I have a list of tuples. These tuples include an integer value and a category.
mylist = ((1,catA),(1,catB),(2,catA),..)
My objective is to select one tuple from the list that has a value = minimum value. There could be one or more of the tuples that have a value = minimum value. In the example above the minimum value is 1 and both CatA and CatB have value = minimum value.
To get min value I used:
min_value = min(mylist , key=lambda x: x[0])[0]
To select a tuple with a value = min_value I used:
min_tuple = min([x for x in mylist if x[0] == min_value])
However I would like to randomize the sort order so that the selected tuple doesn't always have the same category.

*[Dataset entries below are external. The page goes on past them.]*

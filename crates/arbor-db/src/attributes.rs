//! Attribute repository implementation.

use async_trait::async_trait;
use sqlx::{Pool, Postgres};

use arbor_core::{
    Attribute, AttributeId, AttributeRepository, Error, LifecycleFilter, NoteId, Result,
};

use crate::branches::lifecycle_clause;
use crate::rows::AttributeRow;

/// PostgreSQL implementation of AttributeRepository.
#[derive(Clone)]
pub struct PgAttributeRepository {
    pool: Pool<Postgres>,
}

impl PgAttributeRepository {
    /// Create a new PgAttributeRepository with the given connection pool.
    pub fn new(pool: Pool<Postgres>) -> Self {
        Self { pool }
    }

    async fn fetch(
        &self,
        predicate: &str,
        note_id: &NoteId,
        filter: &LifecycleFilter,
    ) -> Result<Vec<Attribute>> {
        let sql = format!(
            "SELECT * FROM attributes WHERE {} {} ORDER BY position, id",
            predicate,
            lifecycle_clause(filter)
        );

        let mut query = sqlx::query_as::<_, AttributeRow>(&sql).bind(note_id.as_str());
        if let LifecycleFilter::DeletedIn(batch) = filter {
            query = query.bind(batch.as_str());
        }

        let rows = query
            .fetch_all(&self.pool)
            .await
            .map_err(Error::Database)?;

        rows.into_iter().map(Attribute::try_from).collect()
    }
}

#[async_trait]
impl AttributeRepository for PgAttributeRepository {
    async fn get(&self, id: &AttributeId) -> Result<Option<Attribute>> {
        let row: Option<AttributeRow> = sqlx::query_as("SELECT * FROM attributes WHERE id = $1")
            .bind(id.as_str())
            .fetch_optional(&self.pool)
            .await
            .map_err(Error::Database)?;

        row.map(Attribute::try_from).transpose()
    }

    async fn save(&self, attribute: &Attribute) -> Result<()> {
        let (is_deleted, delete_id) = attribute.lifecycle.to_columns();

        sqlx::query(
            r#"INSERT INTO attributes (
                   id, note_id, attribute_type, name, value, position, is_inheritable,
                   is_deleted, delete_id, is_erased, utc_date_modified
               ) VALUES ($1, $2, $3, $4, $5, $6, $7, $8, $9, $10, $11)
               ON CONFLICT (id) DO UPDATE SET
                   name = EXCLUDED.name,
                   value = EXCLUDED.value,
                   position = EXCLUDED.position,
                   is_inheritable = EXCLUDED.is_inheritable,
                   is_deleted = EXCLUDED.is_deleted,
                   delete_id = EXCLUDED.delete_id,
                   is_erased = EXCLUDED.is_erased,
                   utc_date_modified = EXCLUDED.utc_date_modified"#,
        )
        .bind(attribute.id.as_str())
        .bind(attribute.note_id.as_str())
        .bind(attribute.attribute_type.as_str())
        .bind(&attribute.name)
        .bind(&attribute.value)
        .bind(attribute.position)
        .bind(attribute.is_inheritable)
        .bind(is_deleted)
        .bind(delete_id)
        .bind(attribute.is_erased)
        .bind(attribute.utc_date_modified)
        .execute(&self.pool)
        .await
        .map_err(Error::Database)?;

        Ok(())
    }

    async fn owned_by(&self, note_id: &NoteId, filter: LifecycleFilter) -> Result<Vec<Attribute>> {
        self.fetch("note_id = $1", note_id, &filter).await
    }

    async fn targeting(
        &self,
        note_id: &NoteId,
        filter: LifecycleFilter,
    ) -> Result<Vec<Attribute>> {
        self.fetch(
            "attribute_type = 'relation' AND value = $1",
            note_id,
            &filter,
        )
        .await
    }
}
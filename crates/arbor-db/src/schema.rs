//! Table definitions for the Postgres store.
//!
//! Statements are idempotent so the bootstrap can run on every start.
//! Local timestamps are kept as RFC 3339 text to preserve the offset they
//! were recorded with.

use sqlx::PgPool;
use tracing::info;

use arbor_core::{Error, Result};

pub const SCHEMA: &str = r#"
CREATE TABLE IF NOT EXISTS notes (
    id                  TEXT PRIMARY KEY,
    title               TEXT NOT NULL,
    note_type           TEXT NOT NULL,
    mime                TEXT NOT NULL,
    is_protected        BOOLEAN NOT NULL DEFAULT FALSE,
    is_deleted          BOOLEAN NOT NULL DEFAULT FALSE,
    delete_id           TEXT,
    is_erased           BOOLEAN NOT NULL DEFAULT FALSE,
    content_length      BIGINT NOT NULL DEFAULT 0,
    date_created        TEXT NOT NULL,
    date_modified       TEXT NOT NULL,
    utc_date_created    TIMESTAMPTZ NOT NULL,
    utc_date_modified   TIMESTAMPTZ NOT NULL
);

CREATE INDEX IF NOT EXISTS idx_notes_erasure
    ON notes (utc_date_modified) WHERE is_deleted AND NOT is_erased;

CREATE TABLE IF NOT EXISTS note_contents (
    note_id             TEXT PRIMARY KEY REFERENCES notes (id),
    content             TEXT,
    hash                TEXT,
    utc_date_modified   TIMESTAMPTZ NOT NULL
);

CREATE TABLE IF NOT EXISTS branches (
    id                  TEXT PRIMARY KEY,
    note_id             TEXT NOT NULL,
    parent_note_id      TEXT NOT NULL,
    position            BIGINT NOT NULL,
    prefix              TEXT,
    is_expanded         BOOLEAN NOT NULL DEFAULT FALSE,
    is_deleted          BOOLEAN NOT NULL DEFAULT FALSE,
    delete_id           TEXT,
    utc_date_modified   TIMESTAMPTZ NOT NULL
);

CREATE INDEX IF NOT EXISTS idx_branches_note ON branches (note_id);
CREATE INDEX IF NOT EXISTS idx_branches_parent ON branches (parent_note_id, position);

CREATE TABLE IF NOT EXISTS attributes (
    id                  TEXT PRIMARY KEY,
    note_id             TEXT NOT NULL,
    attribute_type      TEXT NOT NULL,
    name                TEXT NOT NULL,
    value               TEXT NOT NULL DEFAULT '',
    position            BIGINT NOT NULL DEFAULT 0,
    is_inheritable      BOOLEAN NOT NULL DEFAULT FALSE,
    is_deleted          BOOLEAN NOT NULL DEFAULT FALSE,
    delete_id           TEXT,
    is_erased           BOOLEAN NOT NULL DEFAULT FALSE,
    utc_date_modified   TIMESTAMPTZ NOT NULL
);

CREATE INDEX IF NOT EXISTS idx_attributes_note ON attributes (note_id);
CREATE INDEX IF NOT EXISTS idx_attributes_value
    ON attributes (value) WHERE attribute_type = 'relation';

CREATE TABLE IF NOT EXISTS revisions (
    id                      TEXT PRIMARY KEY,
    note_id                 TEXT NOT NULL,
    title                   TEXT,
    note_type               TEXT NOT NULL,
    mime                    TEXT NOT NULL,
    is_protected            BOOLEAN NOT NULL DEFAULT FALSE,
    is_erased               BOOLEAN NOT NULL DEFAULT FALSE,
    content_length          BIGINT NOT NULL DEFAULT 0,
    date_last_edited        TEXT NOT NULL,
    date_created            TEXT NOT NULL,
    utc_date_last_edited    TIMESTAMPTZ NOT NULL,
    utc_date_created        TIMESTAMPTZ NOT NULL,
    utc_date_modified       TIMESTAMPTZ NOT NULL
);

CREATE INDEX IF NOT EXISTS idx_revisions_note ON revisions (note_id, utc_date_created);

CREATE TABLE IF NOT EXISTS revision_contents (
    revision_id         TEXT PRIMARY KEY REFERENCES revisions (id),
    content             TEXT,
    hash                TEXT,
    utc_date_modified   TIMESTAMPTZ NOT NULL
);
"#;

/// Create the tables and indexes when missing.
pub async fn apply_schema(pool: &PgPool) -> Result<()> {
    sqlx::raw_sql(SCHEMA)
        .execute(pool)
        .await
        .map_err(Error::Database)?;
    info!(subsystem = "db", component = "schema", "Schema ready");
    Ok(())
}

I tried using shuffle before selecting min_tuple but that didn't change the selection order.
random.shuffle(mylist)
min_tuple = min([x for x in mylist if x[0] == min_value])
So I am guessing that the min_tuple expression does it's own ordering. Is this true? If true, can the min_tuple expression ordering be randomized as it selects a tuple with value = min_value?
Edit to add:
I was aware of random.choice
from other SO question/answers and elsewhere but my question was focused on the min tuple
expression specifically how/if it ordered tuples as it found min value in list.
Also my specific formulation incorrectly or needlessly did a 'double filter' for min value
(eg == min_value
and min()
). The answer I received here corrected this usage and also applied random.choice
as a modification of my specific method.